Reverse reactive power criterion—this involves detecting demagnetization faults by analyzing reverse reactive power along with stator overcurrent. The key differences among various demagnetization protection schemes lie in their distinct protection trip conditions, time delays, or the specific combinations of criteria used.

4.2 Auxiliary Criteria for Generator Loss-of-Excitation Protection

When various types of short-circuit faults occur at the generator terminal or on the high-voltage side of the main transformer, as well as in cases of system oscillations, the primary criteria used in失磁 protection may all potentially trigger false operations. In practical applications, generator失磁 protection typically employs a combined operating mode that integrates both primary and auxiliary criteria. The traditional auxiliary criteria for generator失磁 protection include:

The excitation voltage is decreasing.

No negative sequence component appears.

Use delay to avoid oscillation.

Reactive power changes direction.

4.3 A New Principle for Generator Loss-of-Excitation Protection

Combining knowledge of neural networks, a two-layer neural network is used to distinguish between stable and demagnetization phenomena in synchronous generators. By selecting a set of feature vectors that represent the operating state and then applying the Fourier transform to them as input to the neural network, the network leverages its pattern recognition capabilities to accurately differentiate between stable conditions and demagnetization events. Furthermore, through a study of the fundamental principles underlying generator demagnetization, the literature has derived three new criteria for demagnetization protection.

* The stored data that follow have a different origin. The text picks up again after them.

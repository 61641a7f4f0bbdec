//! Convenient re-exports for downstream crates.

pub use crate::error::{DynError, Error, Result};
pub use crate::hash::{row_key, RowKey};
pub use crate::schema::{Field, Schema};
pub use crate::sort::{Direction, SortKey};
pub use crate::value::{tuple_cmp, value_cmp, ColumnType, Value};
#![forbid(unsafe_code)]
//! tessera-core: value and type vocabulary shared by the whole engine.
//!
//! This crate is pure data: scalar values, the closed column-type enum,
//! schemas, sort keys, the fatal error taxonomy, and row-key hashing.
//! No I/O and no table representation here; that lives in `tessera-tds`.

pub mod error;
pub mod hash;
pub mod prelude;
pub mod schema;
pub mod sort;
pub mod value;

pub use error::{DynError, Error, Result};
pub use schema::{Field, Schema};
pub use sort::{Direction, SortKey};
pub use value::{tuple_cmp, value_cmp, ColumnType, Value};
#![forbid(unsafe_code)]
//! tessera-tds: the columnar tabular data structure (TDS).
//!
//! A table is an ordered sequence of named, homogeneously typed columns with
//! a shared row count and per-cell validity. Tables are immutable values:
//! they are assembled through a consuming [`TableBuilder`] and every
//! structural operation returns a fresh table, sharing unchanged column
//! arrays with its source where it can.

pub mod column;
pub mod row;
pub mod table;

pub use column::{Column, ColumnData};
pub use row::RowView;
pub use table::{Table, TableBuilder};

During the time interval from when reactive power equals 0 to when the power angle reaches 90 degrees, the absolute value of the active power's time derivative is less than a certain fixed value when the generator experiences loss of excitation. However, during system oscillations, the absolute value of the active power's time derivative exceeds this same fixed value.

During the time when the power angle is less than 90 degrees, the time derivative of the generator's electromotive force will be negative during loss of excitation, whereas when the system experiences oscillations, the absolute value of the generator's time derivative in electromotive force will fall below a very small threshold.

Take the system's maximum oscillation period T; if during this time the reactive power changes from negative to positive, it is determined that the system is experiencing oscillations. However, if the reactive power becomes negative and remains consistently negative, it can be concluded that the generator has suffered a loss of excitation fault.